§ Problem statement
Report how many lines of the entries below contain the word "reqwest", and nothing more.

Recorded data:
################

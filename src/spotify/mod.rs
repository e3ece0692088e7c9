//! # Spotify Integration Module
//!
//! This module is the integration layer between newrel and the Spotify Web
//! API. It handles the client-credentials token exchange and walks cursor
//! paginated listings.
//!
//! ## Architecture
//!
//! ```text
//! Orchestrator (cli::extract)
//!          ↓
//! Spotify Integration Layer
//!     ├── Authentication (client credentials)
//!     ├── Pagination (fetch_all)
//!     ├── New Releases (browse/new-releases)
//!     └── Album Tracks (albums/{id}/tracks)
//!          ↓
//! HTTP Layer (reqwest, JSON)
//! ```
//!
//! ## Failure Model
//!
//! Nothing in this module returns an error to its caller. A failed token
//! request yields an empty [`Token`](crate::types::Token); a failed
//! pagination yields an empty item list, even if earlier pages had been
//! fetched. There is no retry and no rate limit handling: a 429 response
//! fails to decode as a page and aborts the listing like any other error.
//!
//! ## API Coverage
//!
//! - `POST /api/token` - client-credentials grant
//! - `GET /browse/new-releases` - paging object nested under `albums`
//! - `GET /albums/{id}/tracks` - top-level paging object

use reqwest::{Client, StatusCode};
use serde_json::Value;

use crate::{errors::Error, info, success, types::Page, warning};

pub mod albums;
pub mod auth;
pub mod releases;

pub use auth::{TokenProvider, get_token};

/// Retrieves every item of a cursor paginated listing.
///
/// Starts at `start_url` and keeps following the `next` URL of each page
/// until it is null, collecting the items of all pages in order. The page
/// type `P` decides where the items and the cursor live in the response.
///
/// # Token Refresh
///
/// A 401 Unauthorized response triggers `refresher`. When it hands back an
/// `access_token`, the same URL is requested again with the new bearer
/// token and nothing from the 401 response is kept. Otherwise the listing
/// is abandoned.
///
/// # Returns
///
/// All items on success. An empty vector when a refresh fails or any
/// request or decode fails; items gathered from earlier pages are
/// discarded in that case.
///
/// # Example
///
/// ```
/// let albums = fetch_all::<NewReleasesResponse, _>(
///     "https://api.spotify.com/v1/browse/new-releases",
///     token.access_token(),
///     &credentials,
/// )
/// .await;
/// ```
pub async fn fetch_all<P, T>(
    start_url: &str,
    access_token: Option<&str>,
    refresher: &T,
) -> Vec<Value>
where
    P: Page,
    T: TokenProvider,
{
    match try_fetch_all::<P, T>(start_url, access_token, refresher).await {
        Ok(items) => items,
        Err(Error::TokenRefresh) => {
            warning!("Failed to refresh token.");
            Vec::new()
        }
        Err(e) => {
            warning!("Error occurred during request: {}", e);
            Vec::new()
        }
    }
}

async fn try_fetch_all<P, T>(
    start_url: &str,
    access_token: Option<&str>,
    refresher: &T,
) -> Result<Vec<Value>, Error>
where
    P: Page,
    T: TokenProvider,
{
    let client = Client::new();
    let mut token = access_token.unwrap_or_default().to_string();
    let mut current_url = Some(start_url.to_string());
    let mut items = Vec::new();

    while let Some(url) = current_url.take() {
        info!("Requesting to: {}", url);
        let response = client.get(&url).bearer_auth(&token).send().await?;
        info!("Response status: {}", response.status());

        if response.status() == StatusCode::UNAUTHORIZED {
            let refreshed = refresher.fetch_token().await;
            match refreshed.access_token() {
                Some(new_token) => {
                    token = new_token.to_string();
                    success!("Token has been refreshed");
                    current_url = Some(url);
                    continue;
                }
                None => return Err(Error::TokenRefresh),
            }
        }

        let body = response.bytes().await?;
        let (page_items, next) = serde_json::from_slice::<P>(&body)?.into_parts();
        items.extend(page_items);
        current_url = next;
    }

    Ok(items)
}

################

§ Task solution
2